Committed to Booker T’s dream for Black success,

Black Tulsans devoted themselves to business and self-help.

Investing as entrepreneurs and property owners,

they built a prosperous town of 10,000

with oil money during segregation.

Modelling enterprise and independence and

brimming with culture and vitality, they

daily demonstrated their humanity

through economic savvy and

upright, disciplined hard work. 

Engaged as housekeepers, teachers, doctors, craftsmen, and attorneys,

this ebony town supported newspapers, stores, banks, a library, hotels, and churches,

networking for supplies and self-sufficiency with nearby

Black towns and farms for supplies and self-sufficiency.

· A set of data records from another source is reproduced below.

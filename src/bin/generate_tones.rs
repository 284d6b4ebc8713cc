use std::path::PathBuf;

use clap::Parser;

use cv_theremin::audio::DEFAULT_TONES_DIR;
use cv_theremin::audio::generator::{DEFAULT_DURATION_MS, generate_library};

#[derive(Parser, Debug)]
#[command(
    name = "generate_tones",
    version = "0.1.1",
    about = "Write the theremin's tone library.",
    long_about = r#"Write the theremin's tone library.

Tone NN is a sine wave at 10 * (NN + 1) Hz with a peak amplitude of 1 / sqrt(NN + 1), faded in and out over a tenth of its length. Files are mono 16-bit PCM at 44.1 kHz."#
)]
struct Args {
    /// Directory to write 00.wav to 98.wav into. It is created if missing.
    #[arg(short, long, default_value = DEFAULT_TONES_DIR)]
    out_dir: PathBuf,

    /// Length of each tone in milliseconds.
    #[arg(short, long, default_value_t = DEFAULT_DURATION_MS)]
    duration_ms: f64,
}

fn main() -> Result<(), Box<dyn std::error::Error>> {
    let args = Args::parse();
    env_logger::Builder::new()
        .filter_level(log::LevelFilter::Info)
        .try_init()?;

    generate_library(&args.out_dir, args.duration_ms)?;
    Ok(())
}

Everything needed to prosper.


Across the tracks from thriving Greenwood sat boom town Tulsa. 

Home to white Christian people who believed in their god given superiority.

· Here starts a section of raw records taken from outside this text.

use std::sync::Arc;
use std::time::Duration;

use serde::{Deserialize, Serialize};

use crate::audio::{Player, ToneLibrary};
use crate::config::ThereminConfig;
use crate::timing::Trigger;
use crate::timing::error::TimingError;

/// What the theremin plays on its next firing.
#[derive(Debug, Clone, Copy, PartialEq, Eq)]
pub struct ToneState {
    pub tone: u8,
    pub volume: u32,
}

impl Default for ToneState {
    fn default() -> Self {
        Self {
            tone: 0,
            volume: 100,
        }
    }
}

/// How the vertical position of the tracked point maps to volume.
#[derive(Debug, Clone, Copy, PartialEq, Eq, Default, Serialize, Deserialize, clap::ValueEnum)]
#[serde(rename_all = "lowercase")]
pub enum VolumeCurve {
    /// 0 at the bottom of the frame, 200 at the top
    #[default]
    Linear,
    /// 0 at the bottom of the frame, 100 at the top, rising quadratically
    Quadratic,
}

impl VolumeCurve {
    pub fn volume_at(self, y: f32, height: i32) -> u32 {
        let height_ratio = 1.0 - (y as f64 / height as f64);
        let volume = match self {
            Self::Linear => height_ratio * 200.0,
            Self::Quadratic => height_ratio * height_ratio * 100.0,
        };
        volume.max(0.0) as u32
    }
}

/// The tone played for a point at horizontal position `x`: 0 at the left edge, 100 at the right.
pub fn tone_at(x: f32, width: i32) -> i32 {
    (x as f64 / width as f64 * 100.0) as i32
}

/// Periodically plays the current tone through a [`Player`].
///
/// The underlying trigger is only created by the first call to [`Theremin::start`]. Until then,
/// [`Theremin::stop`] and [`Theremin::toggle`] report an invalid state.
pub struct Theremin {
    library: ToneLibrary,
    player: Arc<dyn Player>,
    interval: Duration,
    initial: ToneState,
    trigger: Option<Trigger<ToneState>>,
}

impl Theremin {
    pub fn new(library: ToneLibrary, player: Arc<dyn Player>, interval: Duration) -> Self {
        Self {
            library,
            player,
            interval,
            initial: ToneState::default(),
            trigger: None,
        }
    }

    pub fn from_config(config: &ThereminConfig) -> Self {
        let mut theremin = Self::new(
            ToneLibrary::new(&config.tones_dir),
            Arc::from(config.player.into_player()),
            config.interval(),
        );
        theremin.set_volume(config.initial_volume);
        theremin
    }

    pub fn start(&mut self) -> Result<(), TimingError> {
        if let Some(trigger) = &self.trigger {
            return trigger.start();
        }
        let library = self.library.clone();
        let player = Arc::clone(&self.player);
        let trigger = Trigger::with_state(self.interval, self.initial, move |state: ToneState| {
            let path = library.path_for(state.tone as i32);
            player.play(&path, state.volume)?;
            Ok(())
        })?;
        log::info!(
            "Theremin started, playing from {} every {:?}",
            self.library.dir().display(),
            self.interval
        );
        self.trigger = Some(trigger);
        Ok(())
    }

    pub fn stop(&self) -> Result<(), TimingError> {
        self.started_trigger("stop")?.stop()
    }

    pub fn toggle(&self) -> Result<(), TimingError> {
        self.started_trigger("toggle")?.toggle()
    }

    pub fn is_running(&self) -> bool {
        self.trigger.as_ref().is_some_and(|t| t.is_running())
    }

    /// Select the tone to play. Out of range tones are clamped into the library.
    pub fn set_tone(&mut self, tone: i32) {
        let tone = ToneLibrary::clamp_tone(tone);
        self.update(|state| state.tone = tone);
    }

    pub fn set_volume(&mut self, volume: u32) {
        self.update(|state| state.volume = volume);
    }

    pub fn state(&self) -> ToneState {
        match &self.trigger {
            Some(trigger) => trigger.snapshot(),
            None => self.initial,
        }
    }

    fn update(&mut self, f: impl FnOnce(&mut ToneState)) {
        match &self.trigger {
            Some(trigger) => trigger.update(f),
            None => f(&mut self.initial),
        }
    }

    fn started_trigger(&self, operation: &str) -> Result<&Trigger<ToneState>, TimingError> {
        self.trigger.as_ref().ok_or_else(|| {
            TimingError::invalid_state(format!(
                "{} called on a theremin that was never started",
                operation
            ))
        })
    }
}

#[cfg(test)]
mod tests {
    use super::*;

    #[test]
    fn test_tone_mapping() {
        assert_eq!(tone_at(0.0, 640), 0);
        assert_eq!(tone_at(320.0, 640), 50);
        assert_eq!(tone_at(639.0, 640), 99);
        assert_eq!(tone_at(640.0, 640), 100);
    }

    #[test]
    fn test_volume_curves() {
        assert_eq!(VolumeCurve::Linear.volume_at(0.0, 480), 200);
        assert_eq!(VolumeCurve::Linear.volume_at(240.0, 480), 100);
        assert_eq!(VolumeCurve::Linear.volume_at(480.0, 480), 0);
        assert_eq!(VolumeCurve::Quadratic.volume_at(0.0, 480), 100);
        assert_eq!(VolumeCurve::Quadratic.volume_at(240.0, 480), 25);
        // the tracked point may drift below the frame
        assert_eq!(VolumeCurve::Linear.volume_at(500.0, 480), 0);
    }

    #[test]
    fn test_state_before_start() {
        let mut theremin = Theremin::new(
            ToneLibrary::default(),
            Arc::new(crate::audio::player::SilentPlayer),
            Duration::from_secs(10),
        );
        theremin.set_tone(130);
        theremin.set_volume(40);
        assert_eq!(
            theremin.state(),
            ToneState {
                tone: 98,
                volume: 40
            }
        );
        assert!(!theremin.is_running());
        assert!(matches!(theremin.stop(), Err(TimingError::InvalidState(_))));
        assert!(matches!(theremin.toggle(), Err(TimingError::InvalidState(_))));
    }
}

Home to people who hired Greenwood folk to work for them. 

Home to the Klan and many prospecting Southern sympathizers

conservative and liberal, educated at various levels,

striving to improve their own lives during segregation

while trying to stay ahead of their darker neighbors.

“Successful Blacks?  Who do they think they are?

 How dare they have things that I don’t have!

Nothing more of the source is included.